Alex Trebek, whose erudite manner entertained and educated generations of viewers of the iconic quiz show “Jeopardy,” died Sunday in Los Angeles at the age of 80 after a fierce and public battle with pancreatic cancer.
“Jeopardy! is saddened to share that Alex Trebek passed away peacefully at home early this morning, surrounded by family and friends. Thank you, Alex,” the game show’s official Twitter account announced.
Trebek hosted the syndicated half-hour trivia show since 1984, and continued taping episodes this year through his battle with the disease.
He announced in March 2019 that he had Stage 4 pancreatic cancer, and was very public in discussing his illness and chemotherapy.
In July of this year, he said he was “doing well” and looked forward to returning to the show in September.
“I’ve been continuing my treatment and it is paying off, though it does fatigue me a great deal,” Trebek said in a video posted to the show’s official Twitter account. “My numbers are good. I’m feeling great.”
“…I can’t wait to return to the studio and start recording shows for the new season in September,” Trebek said. “Meanwhile, my wish for all of you — stay safe.”
Reactions to his death poured in immediately.
“Very sorry to hear the news about Alex Trebek. Condolences to his family,” tweeted actor William Shatner tweeted.
“Greatest host of one of the greatest shows of all time who passed away sadly after a long battle with cancer. ……Who was Alex Trebek? RIP Mr. Trebek. Thank you for always being there at the end of the day to take my mind off things,” actor Armie Hammer tweeted.
“So sad to hear of the passing of my friend Alex Trebek. He was a fighter and also one of the nicest people on this planet. He has left his mark on the world and in our hearts. My love and prayers go out to Jean and the entire Trebek family. His memory will forever be a blessing,” tweeted 90-year-old actor Ed Asner.
“Alex was valiant to the end & brought great awareness to Pancreatic Cancer. My dad died of it 40 yrs ago and very little has changed. Giving in Alex’ name today,” tweeted actress Dana Delany.
“Alex wasn’t just the best ever at what he did. He was also a lovely and deeply decent man, and I’m grateful for every minute I got to spend with him,” tweeted Ken Jennings, who holds the record for most games won on the show, winning 74 in a row in 2004.
Jennings also tweeted: “Thinking today about his family and his Jeopardy! family — which, in a way, included millions of us.”
Trebek announced his cancer diagnosis in a YouTube video released March 6, 2019, saying he has a “longtime policy of being open and transparent” with fans of the show, and to prevent people “from reading or hearing some overblown or inaccurate reports regarding my health.” He returned to work six days later on the Sony lot in Culver City where the show is taped.
“Just like 50,000 other people in the United States each year, this week I was diagnosed with stage 4 pancreatic cancer,” Trebek said in his initial announcement. “Now normally the prognosis for this is not very encouraging, but I’m going to fight this and I’m going to keep working. And with the love and support of my family and friends, and with the help of your prayers also, I plan to beat the low survival rate statistics for this disease.

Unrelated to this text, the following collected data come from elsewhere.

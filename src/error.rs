//! Typed failures for the playback engine.
//!
//! Every error the command layer can see is one of these variants, so the
//! user-facing wording stays stable even when the underlying extractor or
//! voice transport changes its own messages. Raw subprocess/stderr text is
//! logged, never surfaced.

use thiserror::Error;

pub type PlaybackResult<T> = Result<T, PlaybackError>;

#[derive(Debug, Clone, PartialEq, Error)]
pub enum PlaybackError {
    #[error("could not join the voice channel")]
    VoiceJoinFailed,

    #[error("no results found")]
    NotFound,

    #[error("the upstream service blocked the request")]
    AccessBlocked,

    #[error("the track is unavailable")]
    Unavailable,

    #[error("the track is private")]
    Private,

    #[error("the track is age restricted")]
    AgeRestricted,

    #[error("queue position {0} does not exist")]
    InvalidPosition(usize),

    #[error("volume {0} is outside 0.0..=1.0")]
    InvalidVolume(f32),

    #[error("nothing is playing")]
    QueueEmpty,

    #[error("the queue is full ({0} tracks)")]
    QueueFull(usize),
}

impl PlaybackError {
    /// Message shown to the member who ran the command.
    pub fn user_message(&self) -> String {
        match self {
            Self::VoiceJoinFailed => {
                "❌ Failed to join the voice channel. Please try again.".to_string()
            }
            Self::NotFound => "❌ No results found or unable to extract audio.".to_string(),
            Self::AccessBlocked => {
                "❌ The source is blocking requests right now. Try again in a bit.".to_string()
            }
            Self::Unavailable => "❌ That track is unavailable.".to_string(),
            Self::Private => "❌ That track is private.".to_string(),
            Self::AgeRestricted => "❌ That track is age restricted.".to_string(),
            Self::InvalidPosition(_) => "❌ Invalid queue position!".to_string(),
            Self::InvalidVolume(_) => "❌ Volume must be between 0 and 100!".to_string(),
            Self::QueueEmpty => "❌ Nothing is playing!".to_string(),
            Self::QueueFull(max) => format!("❌ The queue is full (max {max} tracks)."),
        }
    }
}

#[cfg(test)]
mod tests {
    use super::*;

    #[test]
    fn user_messages_never_leak_internals() {
        let errors = [
            PlaybackError::VoiceJoinFailed,
            PlaybackError::AccessBlocked,
            PlaybackError::InvalidPosition(99),
            PlaybackError::QueueFull(100),
        ];
        for err in errors {
            let msg = err.user_message();
            assert!(msg.starts_with('❌'), "message should be user-facing: {msg}");
            assert!(!msg.contains("yt-dlp"));
        }
    }
}
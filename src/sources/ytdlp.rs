//! yt-dlp subprocess extractor.
//!
//! Extraction is a blocking, network-bound, possibly multi-second operation,
//! so the subprocess always runs on the blocking pool and never on the event
//! loop. Failures are classified from stderr into the engine's typed error
//! kinds; the raw text only ever reaches the log.

use async_trait::async_trait;
use serde::Deserialize;
use std::sync::Arc;
use std::time::Duration;
use tracing::{debug, warn};

use crate::error::{PlaybackError, PlaybackResult};
use crate::sources::{cookies::CookieStore, ResolveMode, TrackExtractor, TrackMetadata};

pub struct YtDlpExtractor {
    cookies: Arc<CookieStore>,
}

impl YtDlpExtractor {
    pub fn new(cookies: Arc<CookieStore>) -> Self {
        Self { cookies }
    }
}

#[async_trait]
impl TrackExtractor for YtDlpExtractor {
    async fn extract(&self, input: &str, mode: ResolveMode) -> PlaybackResult<TrackMetadata> {
        let target = match mode {
            ResolveMode::Search => format!("ytsearch1:{input}"),
            ResolveMode::Direct => input.to_string(),
        };
        let cookie_file = self.cookies.cookie_file();
        debug!(
            "🔍 Extracting ({:?}) {} [cookies: {}]",
            mode,
            target,
            cookie_file.is_some()
        );

        let command_target = target.clone();
        let output = tokio::task::spawn_blocking(move || {
            let mut cmd = std::process::Command::new("yt-dlp");
            cmd.args([
                "--dump-single-json",
                "--no-playlist",
                "--default-search",
                "ytsearch",
                "--format",
                "bestaudio/best",
                "--quiet",
                "--no-warnings",
                "--socket-timeout",
                "30",
                "--retries",
                "3",
                "--source-address",
                "0.0.0.0",
            ]);
            if let Some(path) = cookie_file {
                cmd.arg("--cookies").arg(path);
            }
            cmd.arg(&command_target);
            cmd.output()
        })
        .await;

        let output = match output {
            Ok(Ok(output)) => output,
            Ok(Err(e)) => {
                warn!("yt-dlp process error: {}", e);
                return Err(PlaybackError::Unavailable);
            }
            Err(e) => {
                warn!("yt-dlp task join error: {}", e);
                return Err(PlaybackError::Unavailable);
            }
        };

        if !output.status.success() {
            let stderr = String::from_utf8_lossy(&output.stderr);
            warn!("yt-dlp extraction failed for {}: {}", target, stderr.trim());
            return Err(classify_failure(&stderr));
        }

        parse_metadata(&output.stdout, &target)
    }
}

#[derive(Debug, Deserialize)]
struct ExtractedInfo {
    title: Option<String>,
    webpage_url: Option<String>,
    url: Option<String>,
    duration: Option<f64>,
    thumbnail: Option<String>,
    entries: Option<Vec<ExtractedInfo>>,
}

/// Parse the `--dump-single-json` payload. Collections are unwrapped one
/// level; only the first entry is used (playlist import is unsupported).
fn parse_metadata(payload: &[u8], requested: &str) -> PlaybackResult<TrackMetadata> {
    let info: ExtractedInfo = serde_json::from_slice(payload).map_err(|e| {
        warn!("yt-dlp returned malformed JSON: {}", e);
        PlaybackError::Unavailable
    })?;

    let info = match info.entries {
        Some(entries) => match entries.into_iter().next() {
            Some(first) => first,
            None => return Err(PlaybackError::NotFound),
        },
        None => info,
    };

    Ok(TrackMetadata {
        title: info.title.unwrap_or_else(|| "Unknown title".to_string()),
        webpage_url: info
            .webpage_url
            .unwrap_or_else(|| requested.to_string()),
        stream_url: info.url,
        duration: info.duration.map(Duration::from_secs_f64),
        thumbnail: info.thumbnail,
    })
}

/// Map yt-dlp stderr onto the typed taxonomy. The age check runs before the
/// sign-in check: "Sign in to confirm your age" must not read as a bot wall.
fn classify_failure(stderr: &str) -> PlaybackError {
    let s = stderr.to_lowercase();
    if s.contains("confirm your age") || s.contains("age-restricted") {
        PlaybackError::AgeRestricted
    } else if s.contains("sign in to confirm")
        || s.contains("not a bot")
        || s.contains("http error 429")
        || s.contains("captcha")
    {
        PlaybackError::AccessBlocked
    } else if s.contains("private video") {
        PlaybackError::Private
    } else if s.contains("is not a valid url") || s.contains("no video results") {
        PlaybackError::NotFound
    } else if s.contains("video unavailable") || s.contains("no longer available") {
        PlaybackError::Unavailable
    } else {
        PlaybackError::Unavailable
    }
}
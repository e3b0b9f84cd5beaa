//! Per-guild voice connection lifecycle.
//!
//! A guild has at most one live voice connection. [`ConnectionManager`]
//! guarantees that by funnelling every connect/move/disconnect through a
//! per-guild async lock, and tolerates transient join failures with bounded
//! retries: each try is a connect with a hard timeout followed by a
//! handshake-ready poll that confirms the transport is actually usable.

use dashmap::DashMap;
use serenity::model::id::{ChannelId, GuildId};
use std::sync::Arc;
use std::time::Duration;
use tokio::sync::Mutex;
use tokio::time::{sleep, timeout, Instant};
use tracing::{debug, info, warn};

use crate::config::Config;
use crate::error::{PlaybackError, PlaybackResult};
use crate::voice::{VoiceGateway, VoiceHandle};

/// Retry and timeout knobs for the join sequence.
#[derive(Debug, Clone)]
pub struct ConnectTuning {
    pub connect_timeout: Duration,
    pub handshake_timeout: Duration,
    pub handshake_poll: Duration,
    pub backoff_step: Duration,
    pub attempts: u32,
}

impl Default for ConnectTuning {
    fn default() -> Self {
        Self {
            connect_timeout: Duration::from_secs(20),
            handshake_timeout: Duration::from_secs(12),
            handshake_poll: Duration::from_millis(200),
            backoff_step: Duration::from_secs(2),
            attempts: 3,
        }
    }
}

impl ConnectTuning {
    pub fn from_config(config: &Config) -> Self {
        Self {
            connect_timeout: Duration::from_secs(config.connect_timeout_secs),
            handshake_timeout: Duration::from_secs(config.handshake_timeout_secs),
            ..Self::default()
        }
    }
}

pub struct ConnectionManager {
    gateway: Arc<dyn VoiceGateway>,
    locks: DashMap<GuildId, Arc<Mutex<()>>>,
    tuning: ConnectTuning,
}

impl ConnectionManager {
    pub fn new(gateway: Arc<dyn VoiceGateway>, tuning: ConnectTuning) -> Self {
        Self {
            gateway,
            locks: DashMap::new(),
            tuning,
        }
    }

    /// The guild's live handle, without touching the connection.
    pub fn current(&self, guild_id: GuildId) -> Option<Arc<dyn VoiceHandle>> {
        self.gateway.get(guild_id)
    }

    /// Return a usable connection to `target`, reusing, moving or rebuilding
    /// as needed. Commands racing for the same guild queue behind the lock
    /// instead of creating duplicate connections.
    pub async fn ensure_connected(
        &self,
        guild_id: GuildId,
        target: ChannelId,
    ) -> PlaybackResult<Arc<dyn VoiceHandle>> {
        let lock = self.guild_lock(guild_id);
        let _guard = lock.lock().await;

        if let Some(handle) = self.gateway.get(guild_id) {
            let channel = handle.current_channel().await;
            if channel == Some(target) && handle.is_ready().await {
                return Ok(handle);
            }
            if channel.is_some() && channel != Some(target) {
                debug!("↪️ Moving to channel {} in guild {}", target, guild_id);
                if handle.move_to(target).await.is_ok() && self.wait_handshake(&*handle).await {
                    return Ok(handle);
                }
                warn!("Move failed in guild {}, rebuilding the connection", guild_id);
            }
            let _ = handle.disconnect(true).await;
        }

        for attempt in 1..=self.tuning.attempts {
            debug!(
                "🔌 Voice connect attempt {}/{} for guild {}",
                attempt, self.tuning.attempts, guild_id
            );
            match timeout(
                self.tuning.connect_timeout,
                self.gateway.connect(guild_id, target),
            )
            .await
            {
                Ok(Ok(handle)) => {
                    if self.wait_handshake(&*handle).await {
                        info!("🔊 Connected to channel {} in guild {}", target, guild_id);
                        return Ok(handle);
                    }
                    // Half-open: a socket came up but the media transport
                    // never became usable. Tear it down before retrying.
                    warn!(
                        "Voice handshake never completed (attempt {}) in guild {}",
                        attempt, guild_id
                    );
                    let _ = handle.disconnect(true).await;
                }
                Ok(Err(e)) => {
                    warn!(
                        "Voice join failed (attempt {}) in guild {}: {}",
                        attempt, guild_id, e
                    );
                }
                Err(_) => {
                    warn!(
                        "Voice join timed out after {:?} (attempt {}) in guild {}",
                        self.tuning.connect_timeout, attempt, guild_id
                    );
                }
            }
            if attempt < self.tuning.attempts {
                sleep(self.tuning.backoff_step * attempt).await;
            }
        }

        Err(PlaybackError::VoiceJoinFailed)
    }

    /// Tear down the guild's connection, serialized with any in-flight join.
    pub async fn disconnect(&self, guild_id: GuildId) -> PlaybackResult<()> {
        let lock = self.guild_lock(guild_id);
        let _guard = lock.lock().await;
        self.gateway.disconnect(guild_id).await
    }

    /// Drop the per-guild lock entry after the guild's state is gone.
    pub fn forget(&self, guild_id: GuildId) {
        self.locks.remove(&guild_id);
    }

    async fn wait_handshake(&self, handle: &dyn VoiceHandle) -> bool {
        let deadline = Instant::now() + self.tuning.handshake_timeout;
        while Instant::now() < deadline {
            if handle.is_ready().await {
                return true;
            }
            sleep(self.tuning.handshake_poll).await;
        }
        false
    }

    fn guild_lock(&self, guild_id: GuildId) -> Arc<Mutex<()>> {
        self.locks
            .entry(guild_id)
            .or_insert_with(|| Arc::new(Mutex::new(())))
            .clone()
    }
}

#[cfg(test)]
mod tests {
    use super::*;
    use crate::voice::testing::{FakeGateway, FakeHandle};
    use std::sync::atomic::Ordering;

    fn fast_tuning() -> ConnectTuning {
        ConnectTuning {
            connect_timeout: Duration::from_millis(100),
            handshake_timeout: Duration::from_millis(50),
            handshake_poll: Duration::from_millis(5),
            backoff_step: Duration::from_millis(10),
            attempts: 3,
        }
    }

    #[tokio::test(start_paused = true)]
    async fn reuses_existing_connection_to_target() {
        let gateway = Arc::new(FakeGateway::new());
        let channel = ChannelId::new(10);
        gateway.install(FakeHandle::connected(channel));
        let manager = ConnectionManager::new(gateway.clone(), fast_tuning());

        let handle = manager
            .ensure_connected(GuildId::new(1), channel)
            .await
            .expect("existing connection should be reused");

        assert_eq!(handle.current_channel().await, Some(channel));
        assert_eq!(gateway.connect_attempts.load(Ordering::SeqCst), 0);
    }

    #[tokio::test(start_paused = true)]
    async fn moves_when_connected_elsewhere() {
        let gateway = Arc::new(FakeGateway::new());
        let handle = FakeHandle::connected(ChannelId::new(10));
        gateway.install(handle.clone());
        let manager = ConnectionManager::new(gateway.clone(), fast_tuning());

        let target = ChannelId::new(20);
        manager
            .ensure_connected(GuildId::new(1), target)
            .await
            .expect("move should succeed");

        assert_eq!(handle.channel_now(), Some(target));
        assert_eq!(gateway.connect_attempts.load(Ordering::SeqCst), 0);
    }

    #[tokio::test(start_paused = true)]
    async fn three_join_failures_yield_voice_join_failed() {
        // Scenario: the platform rejects every join.
        let gateway = Arc::new(FakeGateway::new());
        gateway.fail_connects(usize::MAX);
        let manager = ConnectionManager::new(gateway.clone(), fast_tuning());

        let err = manager
            .ensure_connected(GuildId::new(1), ChannelId::new(10))
            .await
            .unwrap_err();

        assert_eq!(err, PlaybackError::VoiceJoinFailed);
        assert_eq!(gateway.connect_attempts.load(Ordering::SeqCst), 3);
        assert!(gateway.handle().is_none(), "no half-open handle may survive");
    }

    #[tokio::test(start_paused = true)]
    async fn half_open_handshake_is_torn_down_before_retry() {
        let gateway = Arc::new(FakeGateway::new());
        gateway.connect_unready(); // sockets open, handshake never completes
        let manager = ConnectionManager::new(gateway.clone(), fast_tuning());

        let err = manager
            .ensure_connected(GuildId::new(1), ChannelId::new(10))
            .await
            .unwrap_err();

        assert_eq!(err, PlaybackError::VoiceJoinFailed);
        assert_eq!(gateway.connect_attempts.load(Ordering::SeqCst), 3);
        assert_eq!(gateway.force_disconnects.load(Ordering::SeqCst), 3);
    }

    #[tokio::test(start_paused = true)]
    async fn succeeds_after_transient_failures() {
        let gateway = Arc::new(FakeGateway::new());
        gateway.fail_connects(2);
        let manager = ConnectionManager::new(gateway.clone(), fast_tuning());

        let handle = manager
            .ensure_connected(GuildId::new(1), ChannelId::new(10))
            .await
            .expect("third attempt should connect");

        assert!(handle.is_ready().await);
        assert_eq!(gateway.connect_attempts.load(Ordering::SeqCst), 3);
    }

    #[tokio::test(start_paused = true)]
    async fn concurrent_ensures_share_one_connection() {
        let gateway = Arc::new(FakeGateway::new());
        let manager = Arc::new(ConnectionManager::new(gateway.clone(), fast_tuning()));
        let guild = GuildId::new(1);
        let channel = ChannelId::new(10);

        let (a, b) = tokio::join!(
            manager.ensure_connected(guild, channel),
            manager.ensure_connected(guild, channel),
        );

        assert!(a.is_ok() && b.is_ok());
        assert_eq!(
            gateway.connect_attempts.load(Ordering::SeqCst),
            1,
            "the second command must queue behind the lock, not reconnect"
        );
    }
}
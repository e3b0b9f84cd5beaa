//! Slash-command dispatch.
//!
//! Handlers are a thin shim between interactions and the scheduler: pull the
//! options out, call the one scheduler operation, render the typed result.
//! Every engine failure reaches the member as a stable
//! [`PlaybackError::user_message`], never as raw error text.

use anyhow::Result;
use serenity::{
    builder::{
        CreateInteractionResponse, CreateInteractionResponseMessage, EditInteractionResponse,
    },
    model::{
        application::CommandInteraction,
        id::{ChannelId, GuildId, UserId},
    },
    prelude::Context,
};
use tracing::info;

use crate::{
    bot::JukeboxBot,
    playback::EnqueueRequest,
    ui::embeds,
};

pub async fn handle_command(
    ctx: &Context,
    command: CommandInteraction,
    bot: &JukeboxBot,
) -> Result<()> {
    let guild_id = command
        .guild_id
        .ok_or_else(|| anyhow::anyhow!("command used outside a guild"))?;

    info!(
        "📝 Command /{} used by {} in guild {}",
        command.data.name, command.user.name, guild_id
    );

    match command.data.name.as_str() {
        "play" => handle_play(ctx, command, bot, guild_id).await?,
        "pause" => handle_pause(ctx, command, bot, guild_id).await?,
        "resume" => handle_resume(ctx, command, bot, guild_id).await?,
        "skip" => handle_skip(ctx, command, bot, guild_id).await?,
        "stop" => handle_stop(ctx, command, bot, guild_id).await?,
        "queue" => handle_queue(ctx, command, bot, guild_id).await?,
        "nowplaying" => handle_nowplaying(ctx, command, bot, guild_id).await?,
        "volume" => handle_volume(ctx, command, bot, guild_id).await?,
        "remove" => handle_remove(ctx, command, bot, guild_id).await?,
        "cookies" => handle_cookies(ctx, command, bot).await?,
        _ => respond_text(ctx, &command, "❌ Unknown command", true).await?,
    }

    Ok(())
}

async fn handle_play(
    ctx: &Context,
    command: CommandInteraction,
    bot: &JukeboxBot,
    guild_id: GuildId,
) -> Result<()> {
    let query = command
        .data
        .options
        .iter()
        .find(|opt| opt.name == "query")
        .and_then(|opt| opt.value.as_str())
        .ok_or_else(|| anyhow::anyhow!("query option missing"))?
        .to_string();

    // Resolution can take seconds; defer so the interaction does not expire.
    command
        .create_response(
            &ctx.http,
            CreateInteractionResponse::Defer(CreateInteractionResponseMessage::new()),
        )
        .await?;

    let Some(voice_channel_id) = user_voice_channel(ctx, guild_id, command.user.id) else {
        command
            .edit_response(
                &ctx.http,
                EditInteractionResponse::new().content("❌ You must be in a voice channel!"),
            )
            .await?;
        return Ok(());
    };

    let request = EnqueueRequest {
        guild_id,
        voice_channel_id,
        announce_channel_id: Some(command.channel_id),
        query,
        requested_by: command.user.id,
    };

    let response = match bot.scheduler.enqueue(request).await {
        Ok(enqueued) => EditInteractionResponse::new().embed(embeds::track_added_embed(&enqueued)),
        Err(e) => EditInteractionResponse::new().content(e.user_message()),
    };
    command.edit_response(&ctx.http, response).await?;

    Ok(())
}

async fn handle_pause(
    ctx: &Context,
    command: CommandInteraction,
    bot: &JukeboxBot,
    guild_id: GuildId,
) -> Result<()> {
    match bot.scheduler.pause(guild_id) {
        Ok(()) => respond_text(ctx, &command, "⏸️ Paused!", false).await,
        Err(e) => respond_text(ctx, &command, &e.user_message(), true).await,
    }
}

async fn handle_resume(
    ctx: &Context,
    command: CommandInteraction,
    bot: &JukeboxBot,
    guild_id: GuildId,
) -> Result<()> {
    match bot.scheduler.resume(guild_id) {
        Ok(()) => respond_text(ctx, &command, "▶️ Resumed!", false).await,
        Err(e) => respond_text(ctx, &command, &e.user_message(), true).await,
    }
}

async fn handle_skip(
    ctx: &Context,
    command: CommandInteraction,
    bot: &JukeboxBot,
    guild_id: GuildId,
) -> Result<()> {
    match bot.scheduler.skip(guild_id) {
        Ok(skipped) => {
            respond_text(ctx, &command, &format!("⏭️ Skipped **{}**!", skipped.title), false).await
        }
        Err(e) => respond_text(ctx, &command, &e.user_message(), true).await,
    }
}

async fn handle_stop(
    ctx: &Context,
    command: CommandInteraction,
    bot: &JukeboxBot,
    guild_id: GuildId,
) -> Result<()> {
    match bot.scheduler.stop(guild_id).await {
        Ok(()) => respond_text(ctx, &command, "⏹️ Stopped and disconnected!", false).await,
        Err(e) => respond_text(ctx, &command, &e.user_message(), true).await,
    }
}

async fn handle_queue(
    ctx: &Context,
    command: CommandInteraction,
    bot: &JukeboxBot,
    guild_id: GuildId,
) -> Result<()> {
    let snapshot = bot.scheduler.queue(guild_id);
    command
        .create_response(
            &ctx.http,
            CreateInteractionResponse::Message(
                CreateInteractionResponseMessage::new().embed(embeds::queue_embed(&snapshot)),
            ),
        )
        .await?;
    Ok(())
}

async fn handle_nowplaying(
    ctx: &Context,
    command: CommandInteraction,
    bot: &JukeboxBot,
    guild_id: GuildId,
) -> Result<()> {
    let volume = bot.scheduler.queue(guild_id).volume;
    match bot.scheduler.now_playing(guild_id) {
        Some(track) => {
            command
                .create_response(
                    &ctx.http,
                    CreateInteractionResponse::Message(
                        CreateInteractionResponseMessage::new()
                            .embed(embeds::now_playing_embed(&track, volume)),
                    ),
                )
                .await?;
            Ok(())
        }
        None => respond_text(ctx, &command, "❌ Nothing is playing!", true).await,
    }
}

async fn handle_volume(
    ctx: &Context,
    command: CommandInteraction,
    bot: &JukeboxBot,
    guild_id: GuildId,
) -> Result<()> {
    let percent = command
        .data
        .options
        .iter()
        .find(|opt| opt.name == "volume")
        .and_then(|opt| opt.value.as_i64())
        .ok_or_else(|| anyhow::anyhow!("volume option missing"))?;

    match bot.scheduler.set_volume(guild_id, percent as f32 / 100.0) {
        Ok(()) => {
            respond_text(ctx, &command, &format!("🔊 Volume set to {percent}%"), false).await
        }
        Err(e) => respond_text(ctx, &command, &e.user_message(), true).await,
    }
}

async fn handle_remove(
    ctx: &Context,
    command: CommandInteraction,
    bot: &JukeboxBot,
    guild_id: GuildId,
) -> Result<()> {
    let position = command
        .data
        .options
        .iter()
        .find(|opt| opt.name == "position")
        .and_then(|opt| opt.value.as_i64())
        .ok_or_else(|| anyhow::anyhow!("position option missing"))?;

    match bot.scheduler.remove(guild_id, position.max(0) as usize) {
        Ok(removed) => {
            respond_text(
                ctx,
                &command,
                &format!("🗑️ Removed **{}** from the queue", removed.title),
                false,
            )
            .await
        }
        Err(e) => respond_text(ctx, &command, &e.user_message(), true).await,
    }
}

async fn handle_cookies(
    ctx: &Context,
    command: CommandInteraction,
    bot: &JukeboxBot,
) -> Result<()> {
    if !is_admin(&command) {
        return respond_text(
            ctx,
            &command,
            "❌ You need administrator permissions to use this command!",
            true,
        )
        .await;
    }

    let subcommand = command
        .data
        .options
        .first()
        .map(|opt| opt.name.as_str())
        .unwrap_or("status");

    match subcommand {
        "refresh" => match bot.cookies.refresh(true).await {
            Ok(()) => respond_text(ctx, &command, "✅ Cookies refreshed", true).await,
            Err(e) => {
                respond_text(ctx, &command, &format!("❌ Cookie refresh failed: {e}"), true).await
            }
        },
        _ => {
            let embed = embeds::cookie_status_embed(&bot.cookies.status(), bot.cookies.path());
            command
                .create_response(
                    &ctx.http,
                    CreateInteractionResponse::Message(
                        CreateInteractionResponseMessage::new().embed(embed).ephemeral(true),
                    ),
                )
                .await?;
            Ok(())
        }
    }
}

async fn respond_text(
    ctx: &Context,
    command: &CommandInteraction,
    content: &str,
    ephemeral: bool,
) -> Result<()> {
    command
        .create_response(
            &ctx.http,
            CreateInteractionResponse::Message(
                CreateInteractionResponseMessage::new()
                    .content(content)
                    .ephemeral(ephemeral),
            ),
        )
        .await?;
    Ok(())
}

fn user_voice_channel(ctx: &Context, guild_id: GuildId, user_id: UserId) -> Option<ChannelId> {
    let guild = ctx.cache.guild(guild_id)?;
    guild
        .voice_states
        .get(&user_id)
        .and_then(|state| state.channel_id)
}

fn is_admin(command: &CommandInteraction) -> bool {
    command
        .member
        .as_ref()
        .and_then(|member| member.permissions)
        .map(|permissions| permissions.administrator())
        .unwrap_or(false)
}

“Truth told, I have to, because under the terms of my contract, I have to host `Jeopardy@’ for three more years,” he joked. “So help me. Keep the faith and we’ll win. We’ll get it done.”
A native of Sudbury, Ontario, Canada, Trebek began his career with the Canadian Broadcasting Corporation and hosted a number of music and game shows in Canada. He was tapped to host the revival of “Jeopardy” in 1984. The show was already a known quantity from its previous incarnations under host Art Fleming from 1964-75 and again from 1978-79.
Trebek make the show his own, though, and quickly became a fan favorite. He was smooth and knowledgeable, and set a high bar for contestants, often gently scolding them for strategic blunders or not knowing an easy answer, yet always with grace.
His “Jeopardy” became a nightly ritual for millions of households across North America, and was a particular favorite with teachers. The show conducted annual college tournaments, and its occasional “Celebrity Jeopardy” segments, where celebrities played for charity, were also popular.
The latter led to a well-known recurring sketch on “Saturday Night Live” in the early 2000s, in which Will Ferrell impersonated Trebek as the host was needled mercilessly by Darrell Hammond’s Sean Connery. (In a coincidence, Connery died on Oct. 31.)
In 2014, Trebek set the record most game show episodes hosted by the same presenter with 6,829 episodes of “Jeopardy!,” breaking the previous record held by “Price is Right” host Bob Barker, according to Guinness World Records.
He was also a noted philanthropist, traveling to several countries with the charitable group World Vision Canada, and donating 74 acres of open land in the Hollywood Hills to the Santa Monica Mountains Conservancy in 1998.
He leaves behind a wife and two children.
“Jeopardy” producers have made no announcements about plans for a new host. According to Variety, Trebek’s last day in the studio was Oct. 29, and episodes hosted by Trebek will air through Dec. 25.